## THE PROBLEM
Retype the entries below word for word, leaving none out.

## SUPPLIED ENTRIES
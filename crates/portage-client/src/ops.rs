//! Remote file-management actions.
//!
//! Each action is one request/response over its own mux stream. Paths are
//! server-relative; the server decides whether they stay inside its root.

use hyper::{header, Method};
use portage_proto::{ListItem, StatInfo, ArchiveFormat, MAX_EDIT_BYTES};

use crate::client::{build_query, encode_path, expect_success, read_body, Client};
use crate::error::{Error, Result};

impl Client {
    /// List a directory. With `recursive`, the server flattens the whole
    /// subtree into one listing.
    pub async fn list(&self, path: &str, recursive: bool) -> Result<Vec<ListItem>> {
        let query = build_query(&[("path", path), ("recursive", if recursive { "1" } else { "" })]);
        let resp = self
            .request_empty(Method::GET, format!("/api/list{query}"))
            .await?;
        let body = read_body(expect_success(resp).await?).await?;
        serde_json::from_slice(&body).map_err(|e| Error::Protocol {
            status: 200,
            message: format!("malformed listing: {e}"),
        })
    }

    /// Attributes of a single path.
    pub async fn stat(&self, path: &str) -> Result<StatInfo> {
        let query = build_query(&[("path", path)]);
        let resp = self
            .request_empty(Method::GET, format!("/api/stat{query}"))
            .await?;
        let body = read_body(expect_success(resp).await?).await?;
        serde_json::from_slice(&body).map_err(|e| Error::Protocol {
            status: 200,
            message: format!("malformed stat: {e}"),
        })
    }

    /// Hex SHA-256 of a remote file, computed server-side.
    pub async fn checksum(&self, path: &str) -> Result<String> {
        let query = build_query(&[("path", path)]);
        let resp = self
            .request_empty(Method::GET, format!("/api/checksum{query}"))
            .await?;
        let body = read_body(expect_success(resp).await?).await?;
        Ok(String::from_utf8_lossy(&body).trim().to_string())
    }

    /// Size of a remote file, from a HEAD on the download endpoint.
    pub async fn remote_size(&self, path: &str) -> Result<u64> {
        let resp = self
            .request_empty(Method::HEAD, format!("/files{}", encode_path(path)))
            .await?;
        let resp = expect_success(resp).await?;
        resp.headers()
            .get(header::CONTENT_LENGTH)
            .and_then(|v| v.to_str().ok())
            .and_then(|v| v.parse().ok())
            .ok_or_else(|| Error::Protocol {
                status: resp.status().as_u16(),
                message: "missing content-length on HEAD".into(),
            })
    }

    /// Delete a file or directory (directories recursively).
    pub async fn delete(&self, path: &str) -> Result<()> {
        let query = build_query(&[("path", path)]);
        let resp = self
            .request_empty(Method::DELETE, format!("/api/delete{query}"))
            .await?;
        expect_success(resp).await.map(drop)
    }

    /// Create a directory, parents included.
    pub async fn mkdir(&self, path: &str) -> Result<()> {
        let query = build_query(&[("path", path)]);
        let resp = self
            .request_empty(Method::POST, format!("/api/mkdir{query}"))
            .await?;
        expect_success(resp).await.map(drop)
    }

    /// Rename or move within the server root.
    pub async fn rename(&self, old: &str, new: &str) -> Result<()> {
        let query = build_query(&[("old", old), ("new", new)]);
        let resp = self
            .request_empty(Method::POST, format!("/api/rename{query}"))
            .await?;
        expect_success(resp).await.map(drop)
    }

    /// Change permission bits, e.g. `0o755`.
    pub async fn chmod(&self, path: &str, mode: u32) -> Result<()> {
        let mode = format!("{mode:o}");
        let query = build_query(&[("path", path), ("mode", &mode)]);
        let resp = self
            .request_empty(Method::POST, format!("/api/chmod{query}"))
            .await?;
        expect_success(resp).await.map(drop)
    }

    /// Fetch a small text file for editing. The server refuses files over
    /// the edit limit.
    pub async fn read_file(&self, path: &str) -> Result<String> {
        let query = build_query(&[("path", path)]);
        let resp = self
            .request_empty(Method::GET, format!("/api/edit{query}"))
            .await?;
        let body = read_body(expect_success(resp).await?).await?;
        String::from_utf8(body.to_vec()).map_err(|_| Error::Protocol {
            status: 200,
            message: "edit payload is not valid UTF-8".into(),
        })
    }

    /// Write back an edited text file. Capped client-side as well, so an
    /// oversized save never leaves the machine.
    pub async fn save_file(&self, path: &str, content: &str) -> Result<()> {
        if content.len() as u64 > MAX_EDIT_BYTES {
            return Err(Error::Config(format!(
                "edit payload is {} bytes, limit is {MAX_EDIT_BYTES}",
                content.len()
            )));
        }
        let query = build_query(&[("path", path)]);
        let resp = self
            .request_bytes(
                Method::PUT,
                format!("/api/edit{query}"),
                content.as_bytes().to_vec().into(),
            )
            .await?;
        expect_success(resp).await.map(drop)
    }

    /// Ask the server to archive `sources` into `output`.
    pub async fn compress_remote(
        &self,
        sources: &[String],
        output: &str,
        format: ArchiveFormat,
    ) -> Result<()> {
        let paths = sources.join(",");
        let query = build_query(&[
            ("paths", &paths),
            ("output", output),
            ("format", format.as_str()),
        ]);
        let resp = self
            .request_empty(Method::POST, format!("/api/compress{query}"))
            .await?;
        expect_success(resp).await.map(drop)
    }

    /// Ask the server to extract an archive. Without `dest` the server
    /// extracts next to the archive.
    pub async fn extract_remote(&self, archive: &str, dest: Option<&str>) -> Result<()> {
        let query = build_query(&[("path", archive), ("dest", dest.unwrap_or(""))]);
        let resp = self
            .request_empty(Method::POST, format!("/api/extract{query}"))
            .await?;
        expect_success(resp).await.map(drop)
    }
}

## ANSWER TO THIS TASK
filename crates/portage-client/src/ops.rs
//! Remote file-management actions.
//!
//! Each action is one request/response over its own mux stream. Paths are
//! server-relative; the server decides whether they stay inside its root.

use hyper::{header, Method};
use portage_proto::{ListItem, StatInfo, ArchiveFormat, MAX_EDIT_BYTES};

use crate::client::{build_query, encode_path, expect_success, read_body, Client};
use crate::error::{Error, Result};

impl Client {
    /// List a directory. With `recursive`, the server flattens the whole
    /// subtree into one listing.
    pub async fn list(&self, path: &str, recursive: bool) -> Result<Vec<ListItem>> {
        let query = build_query(&[("path", path), ("recursive", if recursive { "1" } else { "" })]);
        let resp = self
            .request_empty(Method::GET, format!("/api/list{query}"))
            .await?;
        let body = read_body(expect_success(resp).await?).await?;
        serde_json::from_slice(&body).map_err(|e| Error::Protocol {
            status: 200,
            message: format!("malformed listing: {e}"),
        })
    }

    /// Attributes of a single path.
    pub async fn stat(&self, path: &str) -> Result<StatInfo> {
        let query = build_query(&[("path", path)]);
        let resp = self
            .request_empty(Method::GET, format!("/api/stat{query}"))
            .await?;
        let body = read_body(expect_success(resp).await?).await?;
        serde_json::from_slice(&body).map_err(|e| Error::Protocol {
            status: 200,
            message: format!("malformed stat: {e}"),
        })
    }

    /// Hex SHA-256 of a remote file, computed server-side.
    pub async fn checksum(&self, path: &str) -> Result<String> {
        let query = build_query(&[("path", path)]);
        let resp = self
            .request_empty(Method::GET, format!("/api/checksum{query}"))
            .await?;
        let body = read_body(expect_success(resp).await?).await?;
        Ok(String::from_utf8_lossy(&body).trim().to_string())
    }

    /// Size of a remote file, from a HEAD on the download endpoint.
    pub async fn remote_size(&self, path: &str) -> Result<u64> {
        let resp = self
            .request_empty(Method::HEAD, format!("/files{}", encode_path(path)))
            .await?;
        let resp = expect_success(resp).await?;
        resp.headers()
            .get(header::CONTENT_LENGTH)
            .and_then(|v| v.to_str().ok())
            .and_then(|v| v.parse().ok())
            .ok_or_else(|| Error::Protocol {
                status: resp.status().as_u16(),
                message: "missing content-length on HEAD".into(),
            })
    }

    /// Delete a file or directory (directories recursively).
    pub async fn delete(&self, path: &str) -> Result<()> {
        let query = build_query(&[("path", path)]);
        let resp = self
            .request_empty(Method::DELETE, format!("/api/delete{query}"))
            .await?;
        expect_success(resp).await.map(drop)
    }

    /// Create a directory, parents included.
    pub async fn mkdir(&self, path: &str) -> Result<()> {
        let query = build_query(&[("path", path)]);
        let resp = self
            .request_empty(Method::POST, format!("/api/mkdir{query}"))
            .await?;
        expect_success(resp).await.map(drop)
    }

    /// Rename or move within the server root.
    pub async fn rename(&self, old: &str, new: &str) -> Result<()> {
        let query = build_query(&[("old", old), ("new", new)]);
        let resp = self
            .request_empty(Method::POST, format!("/api/rename{query}"))
            .await?;
        expect_success(resp).await.map(drop)
    }

    /// Change permission bits, e.g. `0o755`.
    pub async fn chmod(&self, path: &str, mode: u32) -> Result<()> {
        let mode = format!("{mode:o}");
        let query = build_query(&[("path", path), ("mode", &mode)]);
        let resp = self
            .request_empty(Method::POST, format!("/api/chmod{query}"))
            .await?;
        expect_success(resp).await.map(drop)
    }

    /// Fetch a small text file for editing. The server refuses files over
    /// the edit limit.
    pub async fn read_file(&self, path: &str) -> Result<String> {
        let query = build_query(&[("path", path)]);
        let resp = self
            .request_empty(Method::GET, format!("/api/edit{query}"))
            .await?;
        let body = read_body(expect_success(resp).await?).await?;
        String::from_utf8(body.to_vec()).map_err(|_| Error::Protocol {
            status: 200,
            message: "edit payload is not valid UTF-8".into(),
        })
    }

    /// Write back an edited text file. Capped client-side as well, so an
    /// oversized save never leaves the machine.
    pub async fn save_file(&self, path: &str, content: &str) -> Result<()> {
        if content.len() as u64 > MAX_EDIT_BYTES {
            return Err(Error::Config(format!(
                "edit payload is {} bytes, limit is {MAX_EDIT_BYTES}",
                content.len()
            )));
        }
        let query = build_query(&[("path", path)]);
        let resp = self
            .request_bytes(
                Method::PUT,
                format!("/api/edit{query}"),
                content.as_bytes().to_vec().into(),
            )
            .await?;
        expect_success(resp).await.map(drop)
    }

    /// Ask the server to archive `sources` into `output`.
    pub async fn compress_remote(
        &self,
        sources: &[String],
        output: &str,
        format: ArchiveFormat,
    ) -> Result<()> {
        let paths = sources.join(",");
        let query = build_query(&[
            ("paths", &paths),
            ("output", output),
            ("format", format.as_str()),
        ]);
        let resp = self
            .request_empty(Method::POST, format!("/api/compress{query}"))
            .await?;
        expect_success(resp).await.map(drop)
    }

    /// Ask the server to extract an archive. Without `dest` the server
    /// extracts next to the archive.
    pub async fn extract_remote(&self, archive: &str, dest: Option<&str>) -> Result<()> {
        let query = build_query(&[("path", archive), ("dest", dest.unwrap_or(""))]);
        let resp = self
            .request_empty(Method::POST, format!("/api/extract{query}"))
            .await?;
        expect_success(resp).await.map(drop)
    }
}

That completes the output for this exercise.